*** Provided material

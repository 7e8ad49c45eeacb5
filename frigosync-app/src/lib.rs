//! Frigosync monitor process.
//!
//! Polls the appliance controller (or its simulated stand-in), runs the
//! alert engine over every snapshot and keeps the process-wide
//! notification list.

use std::sync::Arc;
use std::time::Duration;

use frigosync_core::AlertEngine;
use frigosync_core::models::Severity;

use crate::device::StatusSource;
use crate::notify::NotificationCenter;
use crate::settings::Settings;

pub mod auth;
pub mod device;
pub mod error;
pub mod notify;
pub mod settings;

pub async fn run(settings: &Arc<Settings>) {
    let mut source = StatusSource::new(&settings.device);
    let mut engine = AlertEngine::new();
    let center = NotificationCenter::new();

    // Single consumer: one tick finishes before the next starts, which
    // the settings validation guarantees against the worst-case round
    // trip.
    let mut interval =
        tokio::time::interval(Duration::from_millis(settings.device.poll_interval_ms));

    loop {
        interval.tick().await;

        let status = source.fetch_status().await;
        tracing::info!(
            temperature = format_args!("{:.2}", status.temperature),
            humidity = format_args!("{:.1}", status.humidity),
            relay = status.relay_state,
            door1_closed = status.door1_closed,
            alert = status.alert_active,
            "status"
        );

        for alert in engine.observe(&status) {
            match alert.severity {
                Severity::Critical => tracing::error!("{}: {}", alert.title, alert.message),
                Severity::Warning => tracing::warn!("{}: {}", alert.title, alert.message),
                Severity::Info => tracing::info!("{}: {}", alert.title, alert.message),
            }
            center.publish(alert).await;
        }
    }
}
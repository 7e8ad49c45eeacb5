//! Debounced alert engine.
//!
//! Watches the stream of status snapshots and emits discrete
//! entered/left notifications per monitored signal, suppressing repeat
//! emissions while a condition persists.

use std::time::Duration;

use crate::models::{AlertMessage, Severity, SystemStatus};

/// Humidity band monitored by the engine, in %RH.
const HUMIDITY_LOW_PCT: f64 = 30.0;
const HUMIDITY_HIGH_PCT: f64 = 80.0;

const TEMP_CLEAR_DISMISS: Duration = Duration::from_millis(5000);
const DOOR_CLEAR_DISMISS: Duration = Duration::from_millis(3000);
const POWER_CLEAR_DISMISS: Duration = Duration::from_millis(5000);
const RELAY_ON_DISMISS: Duration = Duration::from_millis(3000);

/// Monitored signals, one latch each.
#[derive(Debug, Clone, Copy, PartialEq, Eq, Hash)]
pub enum AlertKey {
    TempAlert,
    HumidityLow,
    HumidityHigh,
    DoorOpen,
    PowerIssue,
    /// Set on the first relay-ON edge and never cleared: the compressor
    /// announcement fires at most once per engine lifetime. The
    /// asymmetry is inherited controller behavior, kept rather than
    /// modeled with a reverse transition.
    RelayOn,
}

/// Edge-triggered de-duplication over consecutive status snapshots.
///
/// Each key holds a boolean latch; a message is emitted only when a
/// key's predicate changes value between snapshots, so feeding the same
/// snapshot repeatedly is idempotent after the first observation.
///
/// A fresh engine starts all-inactive, which re-announces conditions
/// that are already true on the first snapshot after a restart. That
/// cold-start re-emission is accepted behavior.
///
/// Snapshots must be processed in strict arrival order; transition
/// detection compares against the immediately preceding latch state.
#[derive(Debug, Default)]
pub struct AlertEngine {
    temp_alert: bool,
    humidity_low: bool,
    humidity_high: bool,
    door_open: bool,
    power_issue: bool,
    relay_on: bool,
}

impl AlertEngine {
    pub fn new() -> Self {
        Self::default()
    }

    /// Current latch state for one monitored signal.
    pub fn is_active(&self, key: AlertKey) -> bool {
        match key {
            AlertKey::TempAlert => self.temp_alert,
            AlertKey::HumidityLow => self.humidity_low,
            AlertKey::HumidityHigh => self.humidity_high,
            AlertKey::DoorOpen => self.door_open,
            AlertKey::PowerIssue => self.power_issue,
            AlertKey::RelayOn => self.relay_on,
        }
    }

    /// Feed one snapshot; returns at most one message per key
    /// transition and nothing for keys whose state is unchanged.
    pub fn observe(&mut self, status: &SystemStatus) -> Vec<AlertMessage> {
        let mut out = Vec::new();

        if status.alert_active && !self.temp_alert {
            out.push(AlertMessage {
                severity: Severity::Critical,
                title: "Temperature alert".to_owned(),
                message: format!(
                    "Temperature out of range: {:.1}°C (expected {:.1}°C to {:.1}°C)",
                    status.temperature, status.min_temp, status.max_temp
                ),
                duration: None,
            });
            self.temp_alert = true;
        } else if !status.alert_active && self.temp_alert {
            out.push(AlertMessage {
                severity: Severity::Info,
                title: "Temperature normalized".to_owned(),
                message: format!("Back inside the working range: {:.1}°C", status.temperature),
                duration: Some(TEMP_CLEAR_DISMISS),
            });
            self.temp_alert = false;
        }

        if status.humidity < HUMIDITY_LOW_PCT && !self.humidity_low {
            out.push(AlertMessage {
                severity: Severity::Warning,
                title: "Low humidity".to_owned(),
                message: format!("Humidity at {:.0}%", status.humidity),
                duration: None,
            });
            self.humidity_low = true;
        } else if status.humidity >= HUMIDITY_LOW_PCT && self.humidity_low {
            // Clears silently.
            self.humidity_low = false;
        }

        if status.humidity > HUMIDITY_HIGH_PCT && !self.humidity_high {
            out.push(AlertMessage {
                severity: Severity::Warning,
                title: "High humidity".to_owned(),
                message: format!("Humidity at {:.0}%", status.humidity),
                duration: None,
            });
            self.humidity_high = true;
        } else if status.humidity <= HUMIDITY_HIGH_PCT && self.humidity_high {
            // Clears silently.
            self.humidity_high = false;
        }

        if !status.door1_closed && !self.door_open {
            out.push(AlertMessage {
                severity: Severity::Warning,
                title: "Door open".to_owned(),
                message: "Door 1 is open".to_owned(),
                duration: None,
            });
            self.door_open = true;
        } else if status.door1_closed && self.door_open {
            out.push(AlertMessage {
                severity: Severity::Info,
                title: "Door closed".to_owned(),
                message: "Door 1 was closed".to_owned(),
                duration: Some(DOOR_CLEAR_DISMISS),
            });
            self.door_open = false;
        }

        if !status.power_status && !self.power_issue {
            out.push(AlertMessage {
                severity: Severity::Critical,
                title: "Power issue".to_owned(),
                message: "Mains power lost".to_owned(),
                duration: None,
            });
            self.power_issue = true;
        } else if status.power_status && self.power_issue {
            out.push(AlertMessage {
                severity: Severity::Info,
                title: "Power restored".to_owned(),
                message: "Mains power is back to normal".to_owned(),
                duration: Some(POWER_CLEAR_DISMISS),
            });
            self.power_issue = false;
        }

        if status.relay_state && !self.relay_on {
            out.push(AlertMessage {
                severity: Severity::Info,
                title: "Compressor on".to_owned(),
                message: "Cooling is running".to_owned(),
                duration: Some(RELAY_ON_DISMISS),
            });
            self.relay_on = true;
        }

        out
    }
}
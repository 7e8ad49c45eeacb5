use std::error::Error;

use serde::{Deserialize, Serialize};

#[derive(Debug, Clone, Serialize, Deserialize)]
pub struct Logger {
    pub level: String,
}

#[derive(Debug, Clone, Serialize, Deserialize)]
pub struct Server {
    pub host: String,
    pub port: u16,
}

#[derive(Debug, Clone, Serialize, Deserialize)]
pub struct Settings {
    pub logger: Logger,
    pub server: Server,
}

impl Settings {
    pub fn new() -> Result<Self, Box<dyn Error>> {
        let settings: Settings = toml::from_str(include_str!(concat!(
            env!("CARGO_MANIFEST_DIR"),
            "/../",
            "configs/default.toml"
        )))?;

        Ok(settings)
    }
}
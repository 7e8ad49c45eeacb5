use std::sync::Arc;

use frigosync_app::run;
use frigosync_app::settings::Settings;

#[tokio::main]
async fn main() {
    let settings = Arc::new(Settings::new().expect("Failed to load settings."));

    tracing_subscriber::fmt()
        .with_env_filter(tracing_subscriber::EnvFilter::try_from_default_env().unwrap_or_else(|_| {
            let app_name = env!("CARGO_PKG_NAME").replace('-', "_");
            let level = settings.logger.level.as_str();

            format!("{app_name}={level},frigosync_core={level}").into()
        }))
        .init();

    run(&settings).await;
}
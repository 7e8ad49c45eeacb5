//! Historical aggregation and filter engine.
//!
//! Turns the append-only event log and sampled trend data into
//! filtered, paginated and summarized views, plus CSV export.

use serde::Serialize;
use thiserror::Error;
use time::format_description::BorrowedFormatItem;
use time::macros::format_description;

use crate::models::{FilterOptions, HistoricalDataPoint, SystemEvent};

pub const DEFAULT_PAGE_SIZE: usize = 50;

const EXPORT_TIMESTAMP: &[BorrowedFormatItem<'static>] =
    format_description!("[year]-[month]-[day] [hour]:[minute]:[second]");

#[derive(Debug, Clone, PartialEq, Error)]
pub enum HistoryError {
    #[error("nothing to export")]
    EmptyExport,

    #[error("page size must be at least 1")]
    InvalidPageSize,

    #[error("pages are 1-indexed; page 0 is not addressable")]
    InvalidPage,

    #[error("csv formatting failed: {0}")]
    Csv(String),

    #[error("timestamp formatting failed: {0}")]
    Timestamp(String),
}

/// Whether `event` passes `filter`; every clause must hold.
pub fn matches(event: &SystemEvent, filter: &FilterOptions) -> bool {
    if let Some(event_type) = filter.event_type {
        if event.event_type != event_type {
            return false;
        }
    }
    if let Some(severity) = filter.severity {
        if event.severity != severity {
            return false;
        }
    }
    if !filter.search_text.is_empty() {
        let needle = filter.search_text.to_lowercase();
        if !event.message.to_lowercase().contains(&needle) {
            return false;
        }
    }

    // Date bounds are inclusive and apply to the calendar date only.
    let date = event.timestamp.date();
    if let Some(start) = filter.start_date {
        if date < start {
            return false;
        }
    }
    if let Some(end) = filter.end_date {
        if date > end {
            return false;
        }
    }

    true
}

pub fn filter_events(events: &[SystemEvent], filter: &FilterOptions) -> Vec<SystemEvent> {
    events
        .iter()
        .filter(|event| matches(event, filter))
        .cloned()
        .collect()
}

/// Fixed-size page addressing over a filtered list.
#[derive(Debug, Clone, Copy, PartialEq, Eq)]
pub struct Paginator {
    page_size: usize,
}

impl Paginator {
    pub fn new(page_size: usize) -> Result<Self, HistoryError> {
        if page_size == 0 {
            return Err(HistoryError::InvalidPageSize);
        }
        Ok(Self { page_size })
    }

    pub fn page_size(&self) -> usize {
        self.page_size
    }

    pub fn total_pages(&self, total_items: usize) -> usize {
        total_items.div_ceil(self.page_size)
    }

    /// 1-indexed page of `items`, clamped to the available data; pages
    /// past the end are empty slices, not errors.
    pub fn page<'a, T>(&self, items: &'a [T], page: usize) -> Result<&'a [T], HistoryError> {
        if page == 0 {
            return Err(HistoryError::InvalidPage);
        }
        let start = (page - 1).saturating_mul(self.page_size).min(items.len());
        let end = start.saturating_add(self.page_size).min(items.len());
        Ok(&items[start..end])
    }
}

impl Default for Paginator {
    fn default() -> Self {
        Self {
            page_size: DEFAULT_PAGE_SIZE,
        }
    }
}

/// Aggregates over a sampled window.
///
/// Absent entirely when there is no data, so an empty window renders as
/// a placeholder instead of reading as "average 0".
#[derive(Debug, Clone, PartialEq, Serialize)]
pub struct HistorySummary {
    /// Mean temperature, one decimal place.
    pub avg_temperature: f64,
    /// Mean humidity, whole percent.
    pub avg_humidity: f64,
    pub min_temperature: f64,
    pub max_temperature: f64,
    pub min_humidity: f64,
    pub max_humidity: f64,
}

pub fn summarize(points: &[HistoricalDataPoint]) -> Option<HistorySummary> {
    if points.is_empty() {
        return None;
    }

    let count = points.len() as f64;
    let temperatures = || points.iter().map(|p| p.temperature);
    let humidities = || points.iter().map(|p| p.humidity);

    Some(HistorySummary {
        avg_temperature: (temperatures().sum::<f64>() / count * 10.0).round() / 10.0,
        avg_humidity: (humidities().sum::<f64>() / count).round(),
        min_temperature: temperatures().fold(f64::INFINITY, f64::min),
        max_temperature: temperatures().fold(f64::NEG_INFINITY, f64::max),
        min_humidity: humidities().fold(f64::INFINITY, f64::min),
        max_humidity: humidities().fold(f64::NEG_INFINITY, f64::max),
    })
}

/// Serialize flat records to CSV text: header row from the first
/// record's fields in declaration order, embedded quotes doubled,
/// fields quoted only when they need it.
pub fn export_csv<S: Serialize>(records: &[S]) -> Result<String, HistoryError> {
    if records.is_empty() {
        return Err(HistoryError::EmptyExport);
    }

    let mut writer = csv::Writer::from_writer(Vec::new());
    for record in records {
        writer
            .serialize(record)
            .map_err(|e| HistoryError::Csv(e.to_string()))?;
    }

    let bytes = writer
        .into_inner()
        .map_err(|e| HistoryError::Csv(e.to_string()))?;
    let text = String::from_utf8(bytes).map_err(|e| HistoryError::Csv(e.to_string()))?;

    Ok(text.trim_end_matches(['\r', '\n']).to_owned())
}

#[derive(Debug, Serialize)]
struct EventRow {
    id: i32,
    r#type: &'static str,
    message: String,
    timestamp: String,
    severity: &'static str,
}

/// Flatten events to human-readable CSV rows.
pub fn export_events_csv(events: &[SystemEvent]) -> Result<String, HistoryError> {
    let rows = events
        .iter()
        .map(|event| {
            Ok(EventRow {
                id: event.id,
                r#type: event.event_type.as_str(),
                message: event.message.clone(),
                timestamp: event
                    .timestamp
                    .format(EXPORT_TIMESTAMP)
                    .map_err(|e| HistoryError::Timestamp(e.to_string()))?,
                severity: event.severity.as_str(),
            })
        })
        .collect::<Result<Vec<_>, HistoryError>>()?;

    export_csv(&rows)
}
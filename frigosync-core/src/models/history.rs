use serde::{Deserialize, Serialize};
use time::Date;

use super::{EventType, Severity};

/// One sampled interval of the historical trend, ordered ascending.
#[derive(Debug, Clone, PartialEq, Serialize, Deserialize)]
pub struct HistoricalDataPoint {
    /// Display label for the sample slot, e.g. `"14:00"`.
    pub time: String,
    pub temperature: f64,
    pub humidity: f64,
}

/// History view filter. A plain value with no identity, rebuilt on
/// every filter change.
#[derive(Debug, Clone, Default, PartialEq, Serialize, Deserialize)]
pub struct FilterOptions {
    /// Inclusive lower date bound; `None` = unbounded.
    pub start_date: Option<Date>,
    /// Inclusive upper date bound; `None` = unbounded.
    pub end_date: Option<Date>,
    /// `None` matches every event type.
    pub event_type: Option<EventType>,
    /// `None` matches every severity.
    pub severity: Option<Severity>,
    /// Case-insensitive substring match against the message; empty
    /// matches everything.
    pub search_text: String,
}
//! CLI argument definitions
//!
//! Command-line surface for driving the session facade directly

use clap::{Parser, Subcommand};
use std::path::PathBuf;

/// helmauth CLI
#[derive(Parser)]
#[command(name = "helmauth")]
#[command(about = "Signal K authentication and session utility", long_about = None)]
#[command(version)]
pub struct Cli {
    #[command(subcommand)]
    pub command: Option<Commands>,

    /// Enable verbose logging
    #[arg(short, long, global = true)]
    pub verbose: bool,

    /// Suppress non-error output (no short flag to avoid conflicts)
    #[arg(long, global = true)]
    pub quiet: bool,

    /// Override the directory holding the token and connection records
    #[arg(long, global = true, value_name = "DIR")]
    pub data_dir: Option<PathBuf>,
}

#[derive(Subcommand)]
pub enum Commands {
    /// Log in to a server and store the session token
    Login(LoginArgs),
    /// End the current session and clear the stored token
    Logout,
    /// Show the stored token and connection state
    Status,
    /// Install a device access token issued by the server
    SetDeviceToken(SetDeviceTokenArgs),
    /// Delete the stored token without contacting the server
    DeleteToken,
}

/// Login command arguments
#[derive(Parser, Debug)]
pub struct LoginArgs {
    /// Server address, e.g. http://boat.local:3000 (defaults to the stored
    /// connection config)
    #[arg(short = 's', long)]
    pub server: Option<String>,

    /// Login name
    #[arg(short = 'u', long)]
    pub username: String,

    /// Password
    #[arg(short = 'p', long, env = "HELMAUTH_PASSWORD")]
    pub password: String,

    /// Do not store the credentials for scheduled renewal
    #[arg(long)]
    pub no_store: bool,
}

/// Device token command arguments
#[derive(Parser, Debug)]
pub struct SetDeviceTokenArgs {
    /// The bearer token string issued for this device
    pub token: String,
}
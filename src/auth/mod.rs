//! Authentication and session lifecycle

pub mod connection;
pub mod endpoints;
pub mod session;
pub mod store;
pub mod token;

pub use connection::ConnectionConfig;
pub use endpoints::{EndpointOperation, EndpointResolver, EndpointSet, EndpointStatus};
pub use session::{SessionConfig, SessionService, DEFAULT_RENEWAL_BUFFER_SECS};
pub use store::TokenStore;
pub use token::AuthorizationToken;
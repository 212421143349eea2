//! helmauth CLI
//!
//! Command-line utility over the session facade: log in to a Signal K
//! server, inspect or delete the stored token, and install device access
//! tokens. The stored connection config doubles as the credential source for
//! scheduled token renewal when the facade is embedded in a long-running
//! client.

use std::path::PathBuf;

use anyhow::{Context, Result};
use clap::Parser;

use helmauth::auth::endpoints::DEFAULT_API_PATH;
use helmauth::auth::store::default_data_dir;
use helmauth::auth::token::expiry_display;
use helmauth::cli::{Cli, Commands, LoginArgs, SetDeviceTokenArgs};
use helmauth::{ConnectionConfig, EndpointStatus, SessionConfig, SessionService, TokenStore};

#[tokio::main]
async fn main() -> Result<()> {
    let cli = Cli::parse();

    // Initialize logging based on verbosity flags
    let log_level = if cli.quiet {
        "error"
    } else if cli.verbose {
        "debug"
    } else {
        "info"
    };

    tracing_subscriber::fmt()
        .with_env_filter(log_level)
        .with_writer(std::io::stderr) // Log to stderr to keep stdout clean
        .init();

    let data_dir = match cli.data_dir {
        Some(dir) => dir,
        None => default_data_dir()?,
    };

    match cli.command {
        Some(Commands::Login(args)) => execute_login(data_dir, args).await,
        Some(Commands::Logout) => execute_logout(data_dir).await,
        Some(Commands::Status) => execute_status(data_dir),
        Some(Commands::SetDeviceToken(args)) => execute_set_device_token(data_dir, args),
        Some(Commands::DeleteToken) => execute_delete_token(data_dir),
        None => {
            eprintln!("Error: No command specified. Use --help for usage information.");
            std::process::exit(1);
        }
    }
}

async fn execute_login(data_dir: PathBuf, args: LoginArgs) -> Result<()> {
    let server = match args.server {
        Some(server) => server,
        None => ConnectionConfig::load(&data_dir)
            .ok()
            .and_then(|config| config.server_url)
            .context("No server address given and none stored; use --server")?,
    };
    url::Url::parse(&server).with_context(|| format!("Invalid server address: {}", server))?;

    let service = SessionService::start(SessionConfig::new(&data_dir));
    service
        .login(&args.username, &args.password, Some(server.as_str()))
        .await?;

    if !args.no_store {
        // Renewal replays login from this record
        ConnectionConfig {
            login_name: args.username.clone(),
            login_password: args.password.clone(),
            server_url: Some(server.clone()),
        }
        .save(&data_dir)?;
    }

    let token = service
        .token()
        .context("Login succeeded but no token is present")?;
    println!("Logged in to {} as {}", server, args.username);
    println!("Token expires: {}", expiry_display(token.expires_at));
    service.shutdown();
    Ok(())
}

async fn execute_logout(data_dir: PathBuf) -> Result<()> {
    let service = SessionService::start(SessionConfig::new(&data_dir));

    // Resolve the logout endpoint from the stored server address, if any
    if let Ok(config) = ConnectionConfig::load(&data_dir) {
        if let Some(server) = config.server_url {
            let api_url = format!("{}{}api/", server.trim_end_matches('/'), DEFAULT_API_PATH);
            service.handle_endpoint_status(&EndpointStatus::connected(api_url));
        }
    }

    service.logout(false).await;
    println!("Logged out; stored token cleared");
    service.shutdown();
    Ok(())
}

fn execute_status(data_dir: PathBuf) -> Result<()> {
    let store = TokenStore::new(&data_dir);
    match store.read_raw() {
        None => println!("No stored token"),
        Some(token) => {
            let kind = if token.device_scoped {
                "device access"
            } else {
                "session"
            };
            let state = if token.is_expired() { "expired" } else { "valid" };
            println!(
                "Stored {} token ({}), expires: {}",
                kind,
                state,
                expiry_display(token.expires_at)
            );
        }
    }

    match ConnectionConfig::load(&data_dir) {
        Ok(config) => println!(
            "Connection config for {} (server: {})",
            config.login_name,
            config.server_url.as_deref().unwrap_or("unknown")
        ),
        Err(_) => println!("No connection config stored"),
    }
    Ok(())
}

fn execute_set_device_token(data_dir: PathBuf, args: SetDeviceTokenArgs) -> Result<()> {
    let service = SessionService::start(SessionConfig::new(&data_dir));
    service.set_device_token(&args.token)?;

    match service.token() {
        Some(token) => println!(
            "Device access token stored, expires: {}",
            expiry_display(token.expires_at)
        ),
        // An expired incoming token is discarded without error
        None => println!("Token was expired and has been discarded"),
    }
    service.shutdown();
    Ok(())
}

fn execute_delete_token(data_dir: PathBuf) -> Result<()> {
    let service = SessionService::start(SessionConfig::new(&data_dir));
    service.delete_token();
    println!("Stored token deleted");
    service.shutdown();
    Ok(())
}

******

Exercise |
Could you please copy the lines above exactly, beginning at the first and ending at the line that contains "use frigosync_core::AlertEngine;"?

Result |
repository 7e8ad49c45eeacb5
filename frigosync-app/src/lib.rs
//! Frigosync monitor process.
//!
//! Polls the appliance controller (or its simulated stand-in), runs the
//! alert engine over every snapshot and keeps the process-wide
//! notification list.

use std::sync::Arc;
use std::time::Duration;

use frigosync_core::AlertEngine;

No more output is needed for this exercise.